◆ Problem requirements
Scan the entries below for lines holding "your". Give the number of such lines alone.

----------

//! Non-interactive vault commands: register, answer, review, export,
//! import, reset.

use std::path::PathBuf;

use sg_domain::error::Error;
use sg_survey::access::AccessState;
use sg_survey::transfer::{default_file_name, IMPORT_FAILED_MESSAGE};
use sg_survey::{Catalog, Vault};

use crate::bootstrap;
use crate::cli::input;
use crate::render;

pub fn register(vault: &mut Vault) -> anyhow::Result<()> {
    if vault.state() == AccessState::NeedsLogin {
        anyhow::bail!("a password already exists on this device; run `strategos reset` to start over");
    }
    bootstrap::unlock(vault)?;
    println!("Ready. Run `strategos survey` to start answering.");
    Ok(())
}

pub fn answer(vault: &mut Vault, catalog: &Catalog, question_id: &str, text: &str) -> anyhow::Result<()> {
    let Some(question) = catalog.find_question(question_id) else {
        anyhow::bail!("unknown question id '{question_id}' (see `strategos review`)");
    };
    bootstrap::unlock(vault)?;
    if text.trim().is_empty() {
        vault.clear_answer(question.id)?;
        println!("Cleared: {}", question.text);
    } else {
        vault.set_answer(question.id, text.trim())?;
        println!("Saved: {}", question.text);
    }
    Ok(())
}

pub fn review(vault: &mut Vault, catalog: &Catalog) -> anyhow::Result<()> {
    bootstrap::unlock(vault)?;
    print!("{}", render::review(catalog, vault.responses()?));
    Ok(())
}

/// Write a backup file and return its path.
pub fn export(vault: &mut Vault, output: Option<&str>) -> anyhow::Result<PathBuf> {
    bootstrap::unlock(vault)?;
    let document = vault.export_responses()?;
    let path = match output {
        Some(p) => PathBuf::from(p),
        None => PathBuf::from(default_file_name(chrono::Local::now().date_naive())),
    };
    std::fs::write(&path, document)
        .map_err(|e| anyhow::anyhow!("writing {}: {e}", path.display()))?;
    println!("Progress exported to {}", path.display());
    Ok(path)
}

/// Replace all answers with a backup file's contents.
///
/// Returns `Ok(false)` when the file is not a valid backup; the existing
/// answers are untouched in that case.
pub fn import(vault: &mut Vault, path: &str) -> anyhow::Result<bool> {
    let document =
        std::fs::read_to_string(path).map_err(|e| anyhow::anyhow!("reading {path}: {e}"))?;
    bootstrap::unlock(vault)?;
    match vault.import_responses(&document) {
        Ok(outcome) => {
            println!("Progress restored successfully!");
            if !outcome.dropped.is_empty() {
                eprintln!(
                    "Ignored {} entr{} with non-text values: {}",
                    outcome.dropped.len(),
                    if outcome.dropped.len() == 1 { "y" } else { "ies" },
                    outcome.dropped.join(", ")
                );
            }
            Ok(true)
        }
        Err(Error::ImportFormat(detail)) => {
            tracing::debug!(%detail, "import rejected");
            eprintln!("{IMPORT_FAILED_MESSAGE}");
            Ok(false)
        }
        Err(e) => Err(e.into()),
    }
}

/// Wipe the vault. Does not require unlocking.
pub fn reset(vault: &mut Vault, yes: bool) -> anyhow::Result<bool> {
    if !yes
        && !input::confirm(
            "This will delete your password and all saved progress on this device. Continue?",
        )?
    {
        println!("Nothing was deleted.");
        return Ok(false);
    }
    vault.clear_all()?;
    println!("All local data cleared.");
    Ok(true)
}

#[cfg(test)]
mod tests {
    use super::*;
    use sg_survey::FileKvStore;
    use std::sync::Arc;

    fn authenticated_vault(dir: &std::path::Path) -> Vault {
        let mut vault = Vault::open(Arc::new(FileKvStore::new(dir))).unwrap();
        vault.register("correct horse", "correct horse").unwrap();
        vault.accept_legal().unwrap();
        vault
    }

    #[test]
    fn answer_rejects_unknown_question() {
        let dir = tempfile::tempdir().unwrap();
        let mut vault = authenticated_vault(dir.path());
        let err = answer(&mut vault, &Catalog::standard(), "q_nope", "x").unwrap_err();
        assert!(err.to_string().contains("unknown question id"));
    }

    #[test]
    fn answer_sets_and_clears() {
        let dir = tempfile::tempdir().unwrap();
        let mut vault = authenticated_vault(dir.path());
        let catalog = Catalog::standard();

        answer(&mut vault, &catalog, "q_goals", "  Grow revenue ").unwrap();
        assert_eq!(vault.responses().unwrap().answer("q_goals"), Some("Grow revenue"));

        answer(&mut vault, &catalog, "q_goals", "").unwrap();
        assert!(!vault.responses().unwrap().is_answered("q_goals"));
    }

    #[test]
    fn export_then_import_in_a_fresh_vault() {
        let dir = tempfile::tempdir().unwrap();
        let mut vault = authenticated_vault(&dir.path().join("a"));
        vault.set_answer("q_goals", "Grow revenue").unwrap();

        let backup = dir.path().join("backup.json");
        let written = export(&mut vault, backup.to_str()).unwrap();
        assert_eq!(written, backup);

        let mut other = authenticated_vault(&dir.path().join("b"));
        other.set_answer("q_kpis", "stale").unwrap();
        assert!(import(&mut other, backup.to_str().unwrap()).unwrap());
        let responses = other.responses().unwrap();
        assert_eq!(responses.answer("q_goals"), Some("Grow revenue"));
        assert!(!responses.is_answered("q_kpis"));
    }

    #[test]
    fn import_of_bad_file_keeps_answers() {
        let dir = tempfile::tempdir().unwrap();
        let mut vault = authenticated_vault(&dir.path().join("v"));
        vault.set_answer("q_goals", "keep me").unwrap();

        let bad = dir.path().join("bad.json");
        std::fs::write(&bad, "[1, 2, 3]").unwrap();
        assert!(!import(&mut vault, bad.to_str().unwrap()).unwrap());
        assert_eq!(vault.responses().unwrap().answer("q_goals"), Some("keep me"));
    }

    #[test]
    fn import_of_missing_file_is_an_error() {
        let dir = tempfile::tempdir().unwrap();
        let mut vault = authenticated_vault(dir.path());
        let missing = dir.path().join("missing.json");
        assert!(import(&mut vault, missing.to_str().unwrap()).is_err());
    }

    #[test]
    fn reset_with_yes_clears_everything() {
        let dir = tempfile::tempdir().unwrap();
        let mut vault = authenticated_vault(dir.path());
        vault.set_answer("q_goals", "gone soon").unwrap();

        assert!(reset(&mut vault, true).unwrap());
        assert_eq!(vault.state(), AccessState::NeedsRegistration);

        let reopened = Vault::open(Arc::new(FileKvStore::new(dir.path()))).unwrap();
        assert_eq!(reopened.state(), AccessState::NeedsRegistration);
    }

    #[test]
    fn register_refuses_existing_password() {
        let dir = tempfile::tempdir().unwrap();
        drop(authenticated_vault(dir.path()));
        let mut vault = Vault::open(Arc::new(FileKvStore::new(dir.path()))).unwrap();
        assert_eq!(vault.state(), AccessState::NeedsLogin);
        assert!(register(&mut vault).is_err());
    }
}
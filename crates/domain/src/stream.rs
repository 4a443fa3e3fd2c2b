use serde::{Deserialize, Serialize};
use std::pin::Pin;

/// A boxed async stream, used for LLM streaming responses.
pub type BoxStream<'a, T> = Pin<Box<dyn futures_core::Stream<Item = T> + Send + 'a>>;

/// Events emitted while a model response streams in (provider-agnostic).
#[derive(Debug, Clone, Serialize)]
#[serde(tag = "type")]
pub enum StreamEvent {
    /// A text fragment, in arrival order.
    #[serde(rename = "token")]
    Token { text: String },

    /// Stream is finished.
    #[serde(rename = "done")]
    Done {
        usage: Option<Usage>,
        finish_reason: Option<String>,
    },

    /// The provider reported an error inside an otherwise healthy stream.
    #[serde(rename = "error")]
    Error { message: String },
}

/// Token usage for a completion.
#[derive(Debug, Clone, Serialize, Deserialize)]
pub struct Usage {
    pub prompt_tokens: u32,
    pub completion_tokens: u32,
    pub total_tokens: u32,
}
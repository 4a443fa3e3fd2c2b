//! The fixed question catalog.
//!
//! Question ids double as persistence keys. Renaming one orphans every
//! answer stored under the old id.

use crate::responses::ResponseMap;

#[derive(Debug, Clone, Copy, PartialEq, Eq)]
pub struct Question {
    pub id: &'static str,
    pub text: &'static str,
    /// Example answer shown as a hint while the user types.
    pub placeholder: &'static str,
}

#[derive(Debug, Clone, Copy, PartialEq, Eq)]
pub struct Section {
    pub id: &'static str,
    pub title: &'static str,
    pub questions: &'static [Question],
}

impl Section {
    /// True when every question in the section has a non-empty answer.
    pub fn is_complete(&self, responses: &ResponseMap) -> bool {
        self.questions.iter().all(|q| responses.is_answered(q.id))
    }

    pub fn answered(&self, responses: &ResponseMap) -> usize {
        self.questions
            .iter()
            .filter(|q| responses.is_answered(q.id))
            .count()
    }
}

/// Answered / total question counts across a catalog.
#[derive(Debug, Clone, Copy, PartialEq, Eq)]
pub struct Progress {
    pub answered: usize,
    pub total: usize,
}

impl Progress {
    pub fn unanswered(&self) -> usize {
        self.total - self.answered
    }
}

/// Ordered sections of ordered questions. The order is canonical for both
/// the survey walk and the prompt.
#[derive(Debug, Clone, Copy)]
pub struct Catalog {
    sections: &'static [Section],
}

impl Catalog {
    pub const fn new(sections: &'static [Section]) -> Self {
        Self { sections }
    }

    /// The five-section strategic readiness questionnaire.
    pub fn standard() -> Self {
        Self::new(STANDARD_SECTIONS)
    }

    pub fn sections(&self) -> &'static [Section] {
        self.sections
    }

    pub fn questions(&self) -> impl Iterator<Item = &'static Question> {
        self.sections.iter().flat_map(|s| s.questions.iter())
    }

    pub fn question_ids(&self) -> impl Iterator<Item = &'static str> {
        self.questions().map(|q| q.id)
    }

    pub fn find_question(&self, id: &str) -> Option<&'static Question> {
        self.questions().find(|q| q.id == id)
    }

    pub fn find_section(&self, id: &str) -> Option<&'static Section> {
        self.sections.iter().find(|s| s.id == id)
    }

    pub fn progress(&self, responses: &ResponseMap) -> Progress {
        let total = self.questions().count();
        let answered = self
            .questions()
            .filter(|q| responses.is_answered(q.id))
            .count();
        Progress { answered, total }
    }
}

impl Default for Catalog {
    fn default() -> Self {
        Self::standard()
    }
}

// ━━━━━━━━━━━━━━━━━━━━━━━━━━━━━━━━━━━━━━━━━━━━━━━━━━━━━━━━━━━━━━━━━━
// Standard questionnaire
// ━━━━━━━━━━━━━━━━━━━━━━━━━━━━━━━━━━━━━━━━━━━━━━━━━━━━━━━━━━━━━━━━━━

static STANDARD_SECTIONS: &[Section] = &[
    Section {
        id: "strategy",
        title: "Business Objectives & Strategy",
        questions: &[
            Question {
                id: "q_goals",
                text: "What are your top 3 strategic business goals for the next 1-3 years?",
                placeholder: "e.g., 1. Increase market share in the SMB sector by 20%. 2. Reduce customer churn by 15%. 3. Improve operational efficiency to achieve 10% cost savings in logistics.",
            },
            Question {
                id: "q_kpis",
                text: "How do you currently measure success for these goals? What are the key KPIs?",
                placeholder: "e.g., For Goal 1: Net new customer acquisition rate. For Goal 2: Monthly Recurring Revenue (MRR) churn rate. For Goal 3: Cost per delivery, warehouse processing time.",
            },
            Question {
                id: "q_challenges",
                text: "What are the primary challenges or obstacles preventing you from achieving these goals today?",
                placeholder: "e.g., Intense price competition, inability to personalize customer offers at scale, high manual overhead in our supply chain, legacy IT systems slowing down new product launches.",
            },
        ],
    },
    Section {
        id: "data",
        title: "Data & Technical Infrastructure",
        questions: &[
            Question {
                id: "q_datasources",
                text: "What are your primary data sources and systems of record?",
                placeholder: "List your key systems. e.g., CRM: Salesforce; ERP: SAP; Web Analytics: Google Analytics; Customer Support: Zendesk; Databases: PostgreSQL, MongoDB; Cloud: AWS (S3, Redshift).",
            },
            Question {
                id: "q_dataquality",
                text: "How would you assess the quality, accessibility, and completeness of your data?",
                placeholder: "Be honest. e.g., \"Our CRM data is fairly clean but siloed from our web data.\" or \"Data is highly fragmented across departments in various spreadsheets, quality is inconsistent.\" or \"We have a centralized data warehouse with well-defined data governance.\"",
            },
            Question {
                id: "q_datagovernance",
                text: "Is there a clear data governance policy or data ownership model in place?",
                placeholder: "e.g., \"No formal policy exists.\" or \"Yes, our central BI team manages data definitions and access controls.\" or \"Each department head is responsible for their own data.\"",
            },
        ],
    },
    Section {
        id: "team",
        title: "Team & Organizational Readiness",
        questions: &[
            Question {
                id: "q_teamskills",
                text: "What technical and data-related skills exist within your team today?",
                placeholder: "e.g., \"We have several business analysts proficient in SQL and Tableau. Our engineering team is strong in Python and Java but has no direct ML experience. We have an IT team managing infrastructure.\"",
            },
            Question {
                id: "q_culture",
                text: "Describe your company\u{2019}s culture regarding technology adoption and innovation.",
                placeholder: "e.g., \"Fast-moving and experimental, we encourage trying new tools.\" or \"More conservative and risk-averse, new technology requires a strong business case and goes through lengthy approvals.\" or \"There is excitement at the leadership level but resistance from frontline staff.\"",
            },
            Question {
                id: "q_sponsorship",
                text: "Who is the executive sponsor or key champion for this AI initiative? How involved are they?",
                placeholder: "e.g., \"Our CTO is the primary sponsor and is actively involved in weekly check-ins.\" or \"The Head of Marketing is championing this, but we need to secure buy-in from the CFO.\"",
            },
        ],
    },
    Section {
        id: "processes",
        title: "Current Processes & Workflows",
        questions: &[
            Question {
                id: "q_inefficiencies",
                text: "Identify 2-3 critical business processes that are highly manual, repetitive, or inefficient.",
                placeholder: "Be specific. e.g., \"1. Onboarding a new client requires manually creating accounts in 5 different systems.\" \"2. Our accounts payable team manually matches thousands of invoices to purchase orders each month.\" \"3. Sales reps spend hours researching leads before making contact.\"",
            },
            Question {
                id: "q_decisionmaking",
                text: "How are key operational or strategic decisions made today? What data is used?",
                placeholder: "e.g., \"Mostly based on historical reports from our BI tool and the gut-feel of experienced managers.\" or \"We run A/B tests for marketing campaigns, but strategic decisions are less data-driven.\"",
            },
            Question {
                id: "q_tooling",
                text: "What tools are currently used in these processes? Are they integrated?",
                placeholder: "e.g., \"The sales process relies on Salesforce, Outlook, and LinkedIn Sales Navigator. They are not deeply integrated, requiring a lot of copy-pasting.\"",
            },
        ],
    },
    Section {
        id: "market",
        title: "Market Landscape & Competition",
        questions: &[
            Question {
                id: "q_competitors",
                text: "Who are your top 2-3 competitors, and how are they leveraging technology or AI?",
                placeholder: "e.g., \"Competitor A has a powerful recommendation engine on their website. Competitor B just announced an AI-powered chatbot for customer service. We haven't seen Competitor C do much with AI publicly.\"",
            },
            Question {
                id: "q_trends",
                text: "What major industry trends (technological, economic, or customer behavior) are impacting your business?",
                placeholder: "e.g., \"The shift to subscription models.\" \"Increasing customer demand for 24/7 support.\" \"Supply chain volatility.\" \"The rise of generative AI in content creation.\"",
            },
            Question {
                id: "q_differentiation",
                text: "What is your unique value proposition? Where could AI create a sustainable competitive advantage for you?",
                placeholder: "e.g., \"We pride ourselves on superior customer service. AI could help us be even more proactive. Our unique advantage could be using our proprietary data to offer predictive insights that no competitor can match.\"",
            },
        ],
    },
];

#[cfg(test)]
mod tests {
    use super::*;
    use std::collections::HashSet;

    #[test]
    fn standard_catalog_shape() {
        let catalog = Catalog::standard();
        let ids: Vec<_> = catalog.sections().iter().map(|s| s.id).collect();
        assert_eq!(ids, ["strategy", "data", "team", "processes", "market"]);
        assert_eq!(catalog.questions().count(), 15);
    }

    #[test]
    fn question_ids_are_unique() {
        let catalog = Catalog::standard();
        let unique: HashSet<_> = catalog.question_ids().collect();
        assert_eq!(unique.len(), catalog.questions().count());
    }

    #[test]
    fn find_question_by_id() {
        let catalog = Catalog::standard();
        let q = catalog.find_question("q_tooling").unwrap();
        assert!(q.text.starts_with("What tools are currently used"));
        assert!(catalog.find_question("q_missing").is_none());
    }

    #[test]
    fn section_completion_ignores_empty_answers() {
        let catalog = Catalog::standard();
        let strategy = catalog.find_section("strategy").unwrap();
        let mut responses = ResponseMap::new();
        responses.set("q_goals", "grow");
        responses.set("q_kpis", "nps");
        responses.set("q_challenges", "");
        assert!(!strategy.is_complete(&responses));
        assert_eq!(strategy.answered(&responses), 2);

        responses.set("q_challenges", "legacy IT");
        assert!(strategy.is_complete(&responses));
    }

    #[test]
    fn whitespace_answers_do_not_complete_a_section() {
        let catalog = Catalog::standard();
        let strategy = catalog.find_section("strategy").unwrap();
        let mut responses = ResponseMap::new();
        responses.set("q_goals", "grow");
        responses.set("q_kpis", "nps");
        responses.set("q_challenges", "  \n\t ");
        assert!(!strategy.is_complete(&responses));
        assert_eq!(strategy.answered(&responses), 2);
        assert_eq!(catalog.progress(&responses).answered, 2);
    }

    #[test]
    fn progress_skips_unknown_keys() {
        let catalog = Catalog::standard();
        let mut responses = ResponseMap::new();
        responses.set("q_goals", "grow");
        responses.set("not_a_question", "junk");
        let progress = catalog.progress(&responses);
        assert_eq!(progress, Progress { answered: 1, total: 15 });
        assert_eq!(progress.unanswered(), 14);
    }
}
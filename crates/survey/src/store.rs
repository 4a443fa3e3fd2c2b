//! Key-value persistence behind the vault.
//!
//! The vault only ever reads and writes whole string records, so the
//! capability is three methods. [`FileKvStore`] keeps one file per key under
//! a data directory; [`MemoryKvStore`] is the in-process fake.

use parking_lot::Mutex;
use sg_domain::error::{Error, Result};
use std::collections::HashMap;
use std::io::Write;
use std::path::{Path, PathBuf};

/// A persisted string map.
pub trait KvStore: Send + Sync {
    fn get(&self, key: &str) -> Result<Option<String>>;
    fn set(&self, key: &str, value: &str) -> Result<()>;
    /// Removing an absent key is not an error.
    fn remove(&self, key: &str) -> Result<()>;
}

// ━━━━━━━━━━━━━━━━━━━━━━━━━━━━━━━━━━━━━━━━━━━━━━━━━━━━━━━━━━━━━━━━━━
// File-backed store
// ━━━━━━━━━━━━━━━━━━━━━━━━━━━━━━━━━━━━━━━━━━━━━━━━━━━━━━━━━━━━━━━━━━

/// One file per key under `root`. Writes go to a temp file in the same
/// directory and are renamed into place, so a crash never leaves a torn
/// record behind.
#[derive(Debug, Clone)]
pub struct FileKvStore {
    root: PathBuf,
}

impl FileKvStore {
    /// The directory is created lazily on first write.
    pub fn new(root: impl Into<PathBuf>) -> Self {
        Self { root: root.into() }
    }

    pub fn root(&self) -> &Path {
        &self.root
    }

    fn path_for(&self, key: &str) -> Result<PathBuf> {
        let valid = !key.is_empty()
            && !key.starts_with('.')
            && key
                .chars()
                .all(|c| c.is_ascii_alphanumeric() || matches!(c, '.' | '_' | '-'));
        if !valid {
            return Err(Error::Storage(format!("invalid key {key:?}")));
        }
        Ok(self.root.join(key))
    }
}

impl KvStore for FileKvStore {
    fn get(&self, key: &str) -> Result<Option<String>> {
        let path = self.path_for(key)?;
        match std::fs::read_to_string(&path) {
            Ok(value) => Ok(Some(value)),
            Err(e) if e.kind() == std::io::ErrorKind::NotFound => Ok(None),
            Err(e) => Err(e.into()),
        }
    }

    fn set(&self, key: &str, value: &str) -> Result<()> {
        let path = self.path_for(key)?;
        std::fs::create_dir_all(&self.root)?;

        let mut tmp = tempfile::NamedTempFile::new_in(&self.root)?;
        tmp.write_all(value.as_bytes())?;
        tmp.as_file().sync_all()?;
        tmp.persist(&path)
            .map_err(|e| Error::Storage(format!("replace {}: {}", path.display(), e.error)))?;

        tracing::debug!(key, bytes = value.len(), "record written");
        Ok(())
    }

    fn remove(&self, key: &str) -> Result<()> {
        let path = self.path_for(key)?;
        match std::fs::remove_file(&path) {
            Ok(()) => Ok(()),
            Err(e) if e.kind() == std::io::ErrorKind::NotFound => Ok(()),
            Err(e) => Err(e.into()),
        }
    }
}

// ━━━━━━━━━━━━━━━━━━━━━━━━━━━━━━━━━━━━━━━━━━━━━━━━━━━━━━━━━━━━━━━━━━
// In-memory store
// ━━━━━━━━━━━━━━━━━━━━━━━━━━━━━━━━━━━━━━━━━━━━━━━━━━━━━━━━━━━━━━━━━━

/// In-memory store with optional write failure, for tests and dry runs.
#[derive(Debug, Default)]
pub struct MemoryKvStore {
    inner: Mutex<HashMap<String, String>>,
    fail_writes: Mutex<bool>,
}

impl MemoryKvStore {
    pub fn new() -> Self {
        Self::default()
    }

    /// While set, every `set` and `remove` fails with a storage error.
    pub fn fail_writes(&self, fail: bool) {
        *self.fail_writes.lock() = fail;
    }

    pub fn contains(&self, key: &str) -> bool {
        self.inner.lock().contains_key(key)
    }

    fn check_writable(&self) -> Result<()> {
        if *self.fail_writes.lock() {
            return Err(Error::Storage("writes disabled".into()));
        }
        Ok(())
    }
}

impl KvStore for MemoryKvStore {
    fn get(&self, key: &str) -> Result<Option<String>> {
        Ok(self.inner.lock().get(key).cloned())
    }

    fn set(&self, key: &str, value: &str) -> Result<()> {
        self.check_writable()?;
        self.inner.lock().insert(key.to_string(), value.to_string());
        Ok(())
    }

    fn remove(&self, key: &str) -> Result<()> {
        self.check_writable()?;
        self.inner.lock().remove(key);
        Ok(())
    }
}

----------

◆ Output below
10